Verordnung über die kantonale Kommission für Fragen der Anstaltsseelsorge

vom 03.06.2003 (Fassung in Kraft getreten am 01.02.2022)

Präambel

Kantonale Kommission für Fragen der Anstaltsseelsorge – V

Der Staatsrat des Kantons Freiburg

gestützt auf Artikel 23 des Gesetzes vom 26. September 1990 über die Beziehungen zwischen den Kirchen und dem Staat;

in Erwägung:

Gegenwärtig werden Fragen der Anstaltsseelsorge von den verschiedenen Direktionen, die für die betreffenden Anstalten zuständig sind, geregelt. Die Probleme, die sich heute in diesem Bereich ergeben, erfordern jedoch unbedingt eine Koordination auf kantonaler Ebene und eine Diskussionsplattform für alle betroffenen Partner. Die Schaffung einer Kommission ist daher notwendig.

Auf Antrag der Direktion der Institutionen und der Land- und Forstwirtschaft,

beschliesst:

Art. 1 Stellung

Es wird eine kantonale Kommission für Fragen der Anstaltsseelsorge (die Kommission) eingesetzt.

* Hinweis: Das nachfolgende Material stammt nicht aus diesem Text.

use tracing::warn;

use crate::document::Document;
use crate::error::{PipelineError, Result};
use crate::jobs::JobUpdate;
use crate::pipeline::context::assemble_batch_context;
use crate::pipeline::prompts::render_template;
use crate::provider::TranslationRequest;
use crate::retry::run_with_retry;
use crate::sentinels::{parse_segmented_output, wrap_segment};

use super::{ai_write, fallback_write, PretranslationPipeline, RunState};

impl PretranslationPipeline {
    /// Batch mode: queued segments go to the model in marker-wrapped chunks
    /// sharing one retrieved context. A batch that cannot be translated falls
    /// back to source text instead of failing the job; only credential and
    /// rate-limit errors are fatal.
    pub(super) async fn run_batch_mode(
        &self,
        document: &mut Document,
        state: &mut RunState,
    ) -> Result<()> {
        let queued = std::mem::take(&mut state.queued);
        if queued.is_empty() {
            return Ok(());
        }
        let total_batches = queued.len().div_ceil(self.cfg.ai_batch_size);

        for (batch_no, batch) in queued.chunks(self.cfg.ai_batch_size).enumerate() {
            self.check_cancel(document, state)?;
            self.registry.update(
                &state.document_id,
                JobUpdate {
                    current_segment: Some(batch[0]),
                    message: Some(format!(
                        "AI_PROCESSING (batch {}/{})",
                        batch_no + 1,
                        total_batches
                    )),
                    ..JobUpdate::default()
                },
            );
            self.progress.progress("ai batches", batch_no + 1, total_batches);

            let context = assemble_batch_context(
                &self.ranker,
                &self.glossary,
                document,
                batch,
                &self.cfg.search,
                self.cfg.neighbor_window,
            )
            .await?;

            let segment_block = batch
                .iter()
                .map(|&idx| wrap_segment(idx, &document.segments[idx].source_text))
                .collect::<Vec<_>>()
                .join("\n");
            let prompt = render_template(
                &self.cfg.prompts.batch_translate,
                &[
                    ("source_lang", document.source_locale.as_str()),
                    ("target_lang", document.target_locale.as_str()),
                    ("context_block", &context.render()),
                    ("segment_block", &segment_block),
                ],
            );
            let request = TranslationRequest::new(prompt);

            let response = match run_with_retry(self.cfg.provider.retry, "batch translate", || {
                self.provider.translate(&request)
            })
            .await
            {
                Ok(response) => response,
                Err(e @ (PipelineError::InvalidCredentials(_) | PipelineError::RateLimited(_))) => {
                    self.commit(document, state)?;
                    return Err(e);
                }
                Err(e) => {
                    warn!(batch = batch_no + 1, error = %e, "batch translation failed; copying source text");
                    for &idx in batch {
                        state
                            .buffer
                            .push(fallback_write(idx, &document.segments[idx].source_text));
                    }
                    self.commit(document, state)?;
                    self.check_cancel(document, state)?;
                    continue;
                }
            };

            if response.usage.degraded {
                for &idx in batch {
                    state
                        .buffer
                        .push(fallback_write(idx, &document.segments[idx].source_text));
                }
            } else {
                let parsed = parse_segmented_output(&response.text, batch);
                for &idx in batch {
                    match parsed.get(&idx) {
                        Some(text) if !text.trim().is_empty() => {
                            let best = state.best_by_index.get(&idx).copied();
                            state.buffer.push(ai_write(idx, text.clone(), best));
                        }
                        _ => {
                            warn!(segment = idx, "segment missing from model output; copying source text");
                            state
                                .buffer
                                .push(fallback_write(idx, &document.segments[idx].source_text));
                        }
                    }
                }
            }

            self.commit(document, state)?;
            self.check_cancel(document, state)?;
        }
        Ok(())
    }
}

Die Kommission ist der Direktion der Institutionen und der Land- und Forstwirtschaft administrativ zugewiesen.

Art. 2 Zusammensetzung

Die Kommission setzt sich aus einer Präsidentin oder einem Präsidenten und acht weiteren Mitgliedern zusammen, die vom Staatsrat auf Antrag der vertretenen Kreise ernannt werden.

Ihr gehören an:

  1. zwei Personen, die die Römisch-katholische Kirche vertreten;
  2. zwei Personen, die die Evangelisch-reformierte Kirche vertreten;
  3. vier Personen, die die betreffenden Direktionen vertreten (Volkswirtschafts- und Berufsbildungsdirektion; Direktion für Bildung und kulturelle Angelegenheiten; Sicherheits-, Justiz- und Sportdirektion; Direktion für Gesundheit und Soziales).

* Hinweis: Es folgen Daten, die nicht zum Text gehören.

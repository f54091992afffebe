use std::collections::HashMap;
use std::sync::atomic::{AtomicBool, Ordering};
use std::sync::Arc;

use parking_lot::RwLock;
use serde::Serialize;

#[derive(Debug, Clone, Copy, PartialEq, Eq, Serialize)]
#[serde(rename_all = "UPPERCASE")]
pub enum JobStatus {
    Running,
    Completed,
    Cancelled,
    Error,
}

/// How a segment got its translation.
#[derive(Debug, Clone, Copy, PartialEq, Eq, Serialize)]
#[serde(rename_all = "snake_case")]
pub enum OutcomeKind {
    TmExact,
    Ai,
    Fallback,
}

#[derive(Debug, Clone, Serialize)]
pub struct SegmentOutcome {
    pub segment_index: usize,
    pub kind: OutcomeKind,
    pub target_text: String,
    pub score: Option<f32>,
}

/// Observable job state. Counters only reflect committed segments, so a
/// snapshot taken after a crash or cancel matches what storage holds.
#[derive(Debug, Clone, Serialize)]
pub struct PretranslationJob {
    pub document_id: String,
    pub status: JobStatus,
    pub current_segment: usize,
    pub total_segments: usize,
    pub tm_applied: usize,
    pub ai_applied: usize,
    pub total_processed: usize,
    pub progress_percentage: f32,
    pub current_message: String,
    pub results: Vec<SegmentOutcome>,
}

impl PretranslationJob {
    fn new(document_id: &str, total_segments: usize) -> Self {
        let mut job = Self {
            document_id: document_id.to_string(),
            status: JobStatus::Running,
            current_segment: 0,
            total_segments,
            tm_applied: 0,
            ai_applied: 0,
            total_processed: 0,
            progress_percentage: 0.0,
            current_message: "starting".to_string(),
            results: Vec::new(),
        };
        job.touch();
        job
    }

    fn touch(&mut self) {
        self.total_processed = self.tm_applied + self.ai_applied;
        self.progress_percentage = if self.total_segments == 0 {
            100.0
        } else {
            (self.total_processed as f32 / self.total_segments as f32) * 100.0
        };
    }
}

/// Partial counter update; absent fields keep their value. Counters are
/// absolute, not deltas.
#[derive(Debug, Default)]
pub struct JobUpdate {
    pub current_segment: Option<usize>,
    pub tm_applied: Option<usize>,
    pub ai_applied: Option<usize>,
    pub message: Option<String>,
}

/// In-process registry of pretranslation jobs, keyed by document id.
///
/// Cancellation flags live outside the job map so a cancel request lands
/// without contending on the snapshot lock the pipeline writes through.
#[derive(Default)]
pub struct JobRegistry {
    jobs: RwLock<HashMap<String, PretranslationJob>>,
    cancel_flags: RwLock<HashMap<String, Arc<AtomicBool>>>,
}

impl JobRegistry {
    pub fn new() -> Self {
        Self::default()
    }

    /// Registers a fresh run for the document, resetting any previous job
    /// state and cancellation flag.
    pub fn create(&self, document_id: &str, total_segments: usize) {
        self.jobs
            .write()
            .insert(document_id.to_string(), PretranslationJob::new(document_id, total_segments));
        self.cancel_flags
            .write()
            .insert(document_id.to_string(), Arc::new(AtomicBool::new(false)));
    }

    pub fn update(&self, document_id: &str, update: JobUpdate) {
        let mut jobs = self.jobs.write();
        let Some(job) = jobs.get_mut(document_id) else {
            return;
        };
        if let Some(current) = update.current_segment {
            job.current_segment = current;
        }
        if let Some(tm) = update.tm_applied {
            job.tm_applied = tm;
        }
        if let Some(ai) = update.ai_applied {
            job.ai_applied = ai;
        }
        if let Some(message) = update.message {
            job.current_message = message;
        }
        job.touch();
    }

    pub fn append_result(&self, document_id: &str, outcome: SegmentOutcome) {
        let mut jobs = self.jobs.write();
        if let Some(job) = jobs.get_mut(document_id) {
            job.results.push(outcome);
        }
    }

    /// Marks a running job as finished. A job already cancelled keeps its
    /// CANCELLED status; the pipeline reaches this after draining either way.
    pub fn complete(&self, document_id: &str) {
        let mut jobs = self.jobs.write();
        if let Some(job) = jobs.get_mut(document_id) {
            if job.status == JobStatus::Running {
                job.status = JobStatus::Completed;
                job.current_message = "completed".to_string();
            }
            job.current_segment = job.total_segments;
            job.touch();
        }
    }

    /// Requests cooperative cancellation. Returns false when no run is
    /// active for the document.
    pub fn cancel(&self, document_id: &str) -> bool {
        let flags = self.cancel_flags.read();
        let Some(flag) = flags.get(document_id) else {
            return false;
        };
        flag.store(true, Ordering::SeqCst);
        drop(flags);

        let mut jobs = self.jobs.write();
        match jobs.get_mut(document_id) {
            Some(job) if job.status == JobStatus::Running => {
                job.status = JobStatus::Cancelled;
                job.current_message = "cancellation requested".to_string();
                true
            }
            Some(_) => false,
            None => false,
        }
    }

    pub fn is_cancelled(&self, document_id: &str) -> bool {
        self.cancel_flags
            .read()
            .get(document_id)
            .map(|flag| flag.load(Ordering::SeqCst))
            .unwrap_or(false)
    }

    pub fn set_error(&self, document_id: &str, message: impl Into<String>) {
        let mut jobs = self.jobs.write();
        if let Some(job) = jobs.get_mut(document_id) {
            job.status = JobStatus::Error;
            job.current_message = message.into();
        }
    }

    pub fn get(&self, document_id: &str) -> Option<PretranslationJob> {
        self.jobs.read().get(document_id).cloned()
    }

    pub fn clear(&self, document_id: &str) {
        self.jobs.write().remove(document_id);
        self.cancel_flags.write().remove(document_id);
    }
}

#[cfg(test)]
mod tests {
    use super::*;

    #[test]
    fn lifecycle_counters_and_progress() {
        let registry = JobRegistry::new();
        registry.create("doc-1", 10);

        registry.update(
            "doc-1",
            JobUpdate {
                current_segment: Some(5),
                tm_applied: Some(3),
                ai_applied: Some(2),
                message: Some("scanning".to_string()),
            },
        );
        let job = registry.get("doc-1").unwrap();
        assert_eq!(job.total_processed, 5);
        assert!((job.progress_percentage - 50.0).abs() < 0.01);
        assert_eq!(job.status, JobStatus::Running);

        registry.complete("doc-1");
        let job = registry.get("doc-1").unwrap();
        assert_eq!(job.status, JobStatus::Completed);
        assert_eq!(job.current_segment, 10);
    }

    #[test]
    fn cancel_sets_flag_and_sticks() {
        let registry = JobRegistry::new();
        registry.create("doc-1", 4);

        assert!(!registry.is_cancelled("doc-1"));
        assert!(registry.cancel("doc-1"));
        assert!(registry.is_cancelled("doc-1"));

        // Drain still updates counters, then completion keeps CANCELLED.
        registry.update(
            "doc-1",
            JobUpdate {
                tm_applied: Some(2),
                ..JobUpdate::default()
            },
        );
        registry.complete("doc-1");
        let job = registry.get("doc-1").unwrap();
        assert_eq!(job.status, JobStatus::Cancelled);
        assert_eq!(job.total_processed, 2);

        assert!(!registry.cancel("doc-1"));
        assert!(!registry.cancel("missing"));
    }

    #[test]
    fn new_run_resets_previous_state() {
        let registry = JobRegistry::new();
        registry.create("doc-1", 4);
        registry.cancel("doc-1");

        registry.create("doc-1", 6);
        assert!(!registry.is_cancelled("doc-1"));
        let job = registry.get("doc-1").unwrap();
        assert_eq!(job.status, JobStatus::Running);
        assert_eq!(job.total_segments, 6);
        assert!(job.results.is_empty());
    }

    #[test]
    fn results_accumulate() {
        let registry = JobRegistry::new();
        registry.create("doc-1", 2);
        registry.append_result(
            "doc-1",
            SegmentOutcome {
                segment_index: 0,
                kind: OutcomeKind::TmExact,
                target_text: "Hallo".to_string(),
                score: Some(100.0),
            },
        );
        registry.append_result(
            "doc-1",
            SegmentOutcome {
                segment_index: 1,
                kind: OutcomeKind::Fallback,
                target_text: "World".to_string(),
                score: None,
            },
        );
        let job = registry.get("doc-1").unwrap();
        assert_eq!(job.results.len(), 2);
        assert_eq!(job.results[0].kind, OutcomeKind::TmExact);
    }
}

Die Präsidentin oder der Präsident dürfen weder der Kantonsverwaltung noch einem Organ einer anerkannten Kirche angehören.

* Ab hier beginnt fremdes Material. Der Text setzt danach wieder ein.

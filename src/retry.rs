use std::future::Future;
use std::time::Duration;

use tokio::time::sleep;
use tracing::{debug, warn};

use crate::error::{PipelineError, Result};

/// Retry policy for provider calls: total attempt budget plus a doubling
/// backoff capped at `max_backoff`. Non-retryable errors short-circuit
/// regardless of remaining attempts.
#[derive(Clone, Copy, Debug)]
pub struct RetryPolicy {
    /// Total attempts, including the first call.
    pub max_attempts: u32,
    pub initial_backoff: Duration,
    pub max_backoff: Duration,
}

impl Default for RetryPolicy {
    fn default() -> Self {
        Self {
            max_attempts: 3,
            initial_backoff: Duration::from_millis(500),
            max_backoff: Duration::from_secs(8),
        }
    }
}

impl RetryPolicy {
    #[must_use]
    pub fn new(max_attempts: u32, initial_backoff: Duration) -> Self {
        Self {
            max_attempts: max_attempts.max(1),
            initial_backoff,
            ..Self::default()
        }
    }

    #[must_use]
    pub fn no_retry() -> Self {
        Self {
            max_attempts: 1,
            ..Self::default()
        }
    }
}

/// Run `operation` under `policy`, sleeping between failed attempts.
pub async fn run_with_retry<F, Fut, T>(
    policy: RetryPolicy,
    what: &str,
    mut operation: F,
) -> Result<T>
where
    F: FnMut() -> Fut,
    Fut: Future<Output = Result<T>>,
{
    let mut delay = policy.initial_backoff;
    let mut attempt = 0u32;

    loop {
        attempt += 1;
        match operation().await {
            Ok(v) => {
                if attempt > 1 {
                    debug!(what, attempt, "succeeded after retry");
                }
                return Ok(v);
            }
            Err(e) => {
                if !e.is_retryable() || attempt >= policy.max_attempts {
                    return Err(e);
                }
                warn!(
                    what,
                    attempt,
                    max_attempts = policy.max_attempts,
                    error = %e,
                    "attempt failed, retrying in {delay:?}"
                );
                sleep(delay).await;
                delay = (delay * 2).min(policy.max_backoff);
            }
        }
    }
}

Das Sekretariat der Kommission wird vom Generalsekretariat der Direktion der Institutionen und der Land- und Forstwirtschaft geführt.

Art. 3 Zuständigkeit

Die Kommission hat folgende Befugnisse:

  1. Sie ist das beratende Organ des Staatsrats für alle Fragen der Seelsorge in den staatlichen Anstalten.
  2. Sie hält die Liste der Tätigkeiten im Bereich der Anstaltsseelsorge auf dem neuesten Stand.
  3. Sie beurteilt die Bedürfnisse im Bereich der Anstaltsseelsorge unter Berücksichtigung der Interessen der Öffentlichkeit und der anerkannten Kirchen.
  4. Sie arbeitet die in Artikel 23 Abs. 2 des Gesetzes vom 26. September 1990 über die Beziehungen zwischen den Kirchen und dem Staat[1] vorgesehenen Vereinbarungsentwürfe aus.
  5. Sie kann dem Staatsrat Anträge stellen, die die Anstaltsseelsorge betreffen.

Art. 4 Arbeitsweise

Die Kommission wird von ihrer Präsidentin oder ihrem Präsidenten einberufen, wenn die Geschäfte es erfordern oder auf Verlangen von zwei Mitgliedern. Sie tritt auf jeden Fall mindestens zweimal im Jahr zusammen.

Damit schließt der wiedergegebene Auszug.